In our study, we observed inconsistent results regarding the impact of office and ambulatory BP on ΔeGFR. In fact, despite ABP was maintained at target or not, we did not find and difference of ΔeGFR between HN- and HN+.

Although we cannot exclude that our study was underpowered to detect an impact of ABP on ΔeGFR, there is also a growing amount of evidence suggesting that office and ambulatory BP may have a different impact on renal and CV events in CKD patients [30, 31]. This discrepancy of results might also depend on the fact that in CKD individuals office and ambulatory BP are scarcely correlated [32]. Furthermore, we found that among patients that maintained office or ambulatory BP at target at both visits, 20% was affected by white coat hypertension and 11% by masked hypertension. We believe that also these discrepancies of classification might contribute to explain the different results that we observed for office and ambulatory BP.

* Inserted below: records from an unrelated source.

//! Topology composition
//!
//! Wires the whole deployment as one deferred graph:
//!
//! ```text
//! dns-zone ─┬─ vault-dns ─────────────────────────────┐
//!           │                                          ▼
//! vault-keys ─ vault-key ─┐                     public_vault_domain
//! vault-svc-id ─ vault-svc ┼─ IAM grants ─┐
//! vault-storage ───────────┴──────────────┴─ vault ─ vault-public ─ vault-init
//!                                                                     │
//!                                       vault-oidc ─ vault-oidc-role ◀┤
//!                                       kv-*, policy-* ◀──────────────┤
//!                                       vault-pki ─ root, urls ◀──────┤
//!                                       vault-ssh ─ ca, roles ◀───────┘
//! giteadata ─ gitea ─ gitea-dns
//! ```
//!
//! Composition only declares. Resources are submitted as their inputs
//! resolve; [`Deployment::finalize`] waits for the exports and for any
//! provider call still in flight.

pub mod auth;
pub mod dns;
pub mod engines;
pub mod git;
pub mod vault;

use std::time::{Duration, Instant};

use chrono::{DateTime, Utc};
use serde::Serialize;
use serde_json::{json, Value};
use tracing::{info, instrument, warn};
use uuid::Uuid;

use crate::bootstrap::{BootstrapSequencer, BootstrapState, InitClient, Sensitive};
use crate::config::TopologyConfig;
use crate::error::Result;
use crate::event_log::{EventKind, EventLog};
use crate::export::{ExportReport, ExportSink};
use crate::provision::{Provisioner, ResourceStatus};

/// Graph node name of the init handshake
pub const BOOTSTRAP_STEP: &str = "vault-init";

/// A composed topology waiting to be finalized
#[derive(Debug)]
pub struct Deployment {
    run_id: Uuid,
    provisioner: Provisioner,
    bootstrap: BootstrapSequencer,
    exports: ExportSink,
    started: Instant,
}

impl Deployment {
    /// Declare every resource of `config` against `provisioner`
    ///
    /// Must be called inside a tokio runtime. Fails only on declaration
    /// errors (invalid config, duplicate names, bad templates); provisioning
    /// failures surface through the exports.
    #[instrument(skip_all, fields(project = %config.project))]
    pub fn compose(
        config: &TopologyConfig,
        provisioner: Provisioner,
        client: InitClient,
    ) -> Result<Self> {
        config.validate()?;
        let policies = match &config.vault.policies_dir {
            Some(dir) => engines::load_policies(dir)?,
            None => Vec::new(),
        };

        let run_id = Uuid::new_v4();
        let events = provisioner.events().clone();
        events.emit(EventKind::RunStarted {
            run_id: run_id.to_string(),
            planning: provisioner.is_planning(),
        });
        info!(%run_id, planning = provisioner.is_planning(), "composing topology");

        let mut exports = ExportSink::new(events.clone());

        let zone = dns::managed_zone(&provisioner, config)?;
        let service = vault::declare(&provisioner, config, &zone)?;

        exports.export("url", &service.uri);
        exports.export("private_vault_url", &service.private_host);
        exports.export("public_vault_domain", &service.public_domain);

        provisioner.register_step(BOOTSTRAP_STEP, "vault.Init", service.address.origins())?;
        let bootstrap =
            BootstrapSequencer::start(BOOTSTRAP_STEP, &service.address, client, events)?;
        exports.export_sensitive("root_token", &bootstrap.root_token());
        exports.export_sensitive("recovery_keys", &bootstrap.recovery_keys());

        let session = auth::VaultSession {
            address: service.address.clone(),
            token: bootstrap.root_token().then(Sensitive::into_inner),
        };

        if let Some(oidc) = &config.vault.oidc {
            let ui_base = if config.vault.domain_mapping {
                service.public_domain.then(|domain| format!("https://{}", domain))
            } else {
                service.address.clone()
            };
            let accessor = auth::declare_oidc(&provisioner, &session, oidc, &ui_base)?;
            exports.export("oidc_accessor", &accessor);
        }

        if !config.vault.kv_mounts.is_empty() {
            let mounts = auth::declare_kv_mounts(&provisioner, &session, &config.vault.kv_mounts)?;
            exports.export("kv_mounts", &mounts);
        }

        if !policies.is_empty() {
            let names = engines::declare_policies(&provisioner, &session, &policies)?;
            exports.export("policies", &names);
        }

        if let Some(pki) = &config.vault.pki {
            let certificate = engines::declare_pki(&provisioner, &session, pki)?;
            exports.export("pki_ca_certificate", &certificate);
        }

        if let Some(ssh) = &config.vault.ssh_ca {
            let public_key = engines::declare_ssh_ca(&provisioner, &session, ssh)?;
            exports.export("ssh_ca_public_key", &public_key);
        }

        if let Some(git) = &config.git {
            let url = git::declare(&provisioner, config, git, &zone)?;
            exports.export("git_url", &url);
        }

        provisioner.with_graph(|graph| graph.validate())?;

        Ok(Self {
            run_id,
            provisioner,
            bootstrap,
            exports,
            started: Instant::now(),
        })
    }

    pub fn run_id(&self) -> Uuid {
        self.run_id
    }

    pub fn provisioner(&self) -> &Provisioner {
        &self.provisioner
    }

    pub fn bootstrap(&self) -> &BootstrapSequencer {
        &self.bootstrap
    }

    pub fn exports(&self) -> &ExportSink {
        &self.exports
    }

    pub fn events(&self) -> &EventLog {
        self.provisioner.events()
    }

    /// Wait for every export (up to `deadline`) and build the run report
    ///
    /// A bootstrap bundle still pending afterwards is failed, so nothing
    /// waiting on the root token hangs past the run.
    pub async fn finalize(self, deadline: Duration) -> RunReport {
        let Self {
            run_id,
            provisioner,
            bootstrap,
            exports,
            started,
        } = self;

        let until = tokio::time::Instant::now() + deadline;
        let report = exports.finalize(deadline).await;
        if bootstrap.abandon() {
            info!(step = BOOTSTRAP_STEP, "bundle still pending at finalization");
        }
        // Resources nothing exports (roles, domain mapping) may still be in flight
        let in_flight = provisioner.wait_settled(until).await;
        if in_flight > 0 {
            warn!(in_flight, "resources still pending at deadline");
        }

        let total_duration_ms = started.elapsed().as_millis() as u64;
        provisioner.events().emit(EventKind::RunFinalized {
            exports: report.len(),
            failed: report.failed_count(),
            total_duration_ms,
        });
        info!(%run_id, failed = report.failed_count(), total_duration_ms, "run finalized");

        RunReport {
            run_id,
            finished_at: Utc::now(),
            bootstrap: bootstrap.state(),
            resources: provisioner.statuses(),
            exports: report,
        }
    }
}

/// Everything known at the end of a run
#[derive(Debug, Clone)]
pub struct RunReport {
    pub run_id: Uuid,
    pub finished_at: DateTime<Utc>,
    pub bootstrap: BootstrapState,
    pub resources: Vec<ResourceStatus>,
    pub exports: ExportReport,
}

#[derive(Serialize)]
struct ResourceRow<'a> {
    name: &'a str,
    kind: &'a str,
    state: String,
}

impl RunReport {
    pub fn is_success(&self) -> bool {
        self.exports.is_success()
    }

    pub fn to_json(&self, show_secrets: bool) -> Value {
        let resources: Vec<ResourceRow<'_>> = self
            .resources
            .iter()
            .map(|r| ResourceRow {
                name: &r.name,
                kind: &r.kind,
                state: format!("{:?}", r.state).to_lowercase(),
            })
            .collect();
        json!({
            "run_id": self.run_id.to_string(),
            "finished_at": self.finished_at.to_rfc3339(),
            "bootstrap": self.bootstrap,
            "resources": resources,
            "exports": self.exports.to_json(show_secrets),
        })
    }
}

Our study presents several potential drawbacks that could have influenced our results. First of all, the definition of HN that we adopted was only presumptive since it was not confirmed by a diagnostic biopsy. Therefore, HN+ group may present some etiological heterogeneity, hence the possibility that different pathophysiological mechanisms might underlie the kidney disease in this group cannot be completely excluded. However, we have also to acknowledge that, as it was previously done in larger studies [10], the diagnosis of HN is usually based on clinical features as: risk factors, renal echography onset features and time course of the renal disease. Furthermore, in patients with advanced CKD the risk/benefits balance of a renal biopsy is utmost uncertain. Thereof, we preferred to define HN by applying a selection protocol that was based upon stringent clinical criteria that should have reasonably excluded renal diseases of other than HN (see method section for details).

Another possible source of bias may derive from the retrospective design of our study. However, we believe that this might be considered also as a point of strength. We evaluated in our analysis only patients characterized by a stable clinical condition in whom ΔeGFR was the principal endpoint, in fact we excluded all patients that dropped during the follow up because of death or ESRD. Furthermore, our analysis depicts a realistic picture of the outpatients setting, where only a minority of individuals maintains an adequate BP control [33].

Our study represents a proof of the concept that in hypertensive CKD patients BP targets could vary according to the etiology of renal disease. In particular, our results suggest that HN+ may represent a distinct phenotype of renal damage where a stricter BP control may even induce a faster decline of eGFR.

The authors of this manuscript declare no financial support and no conflict of interest.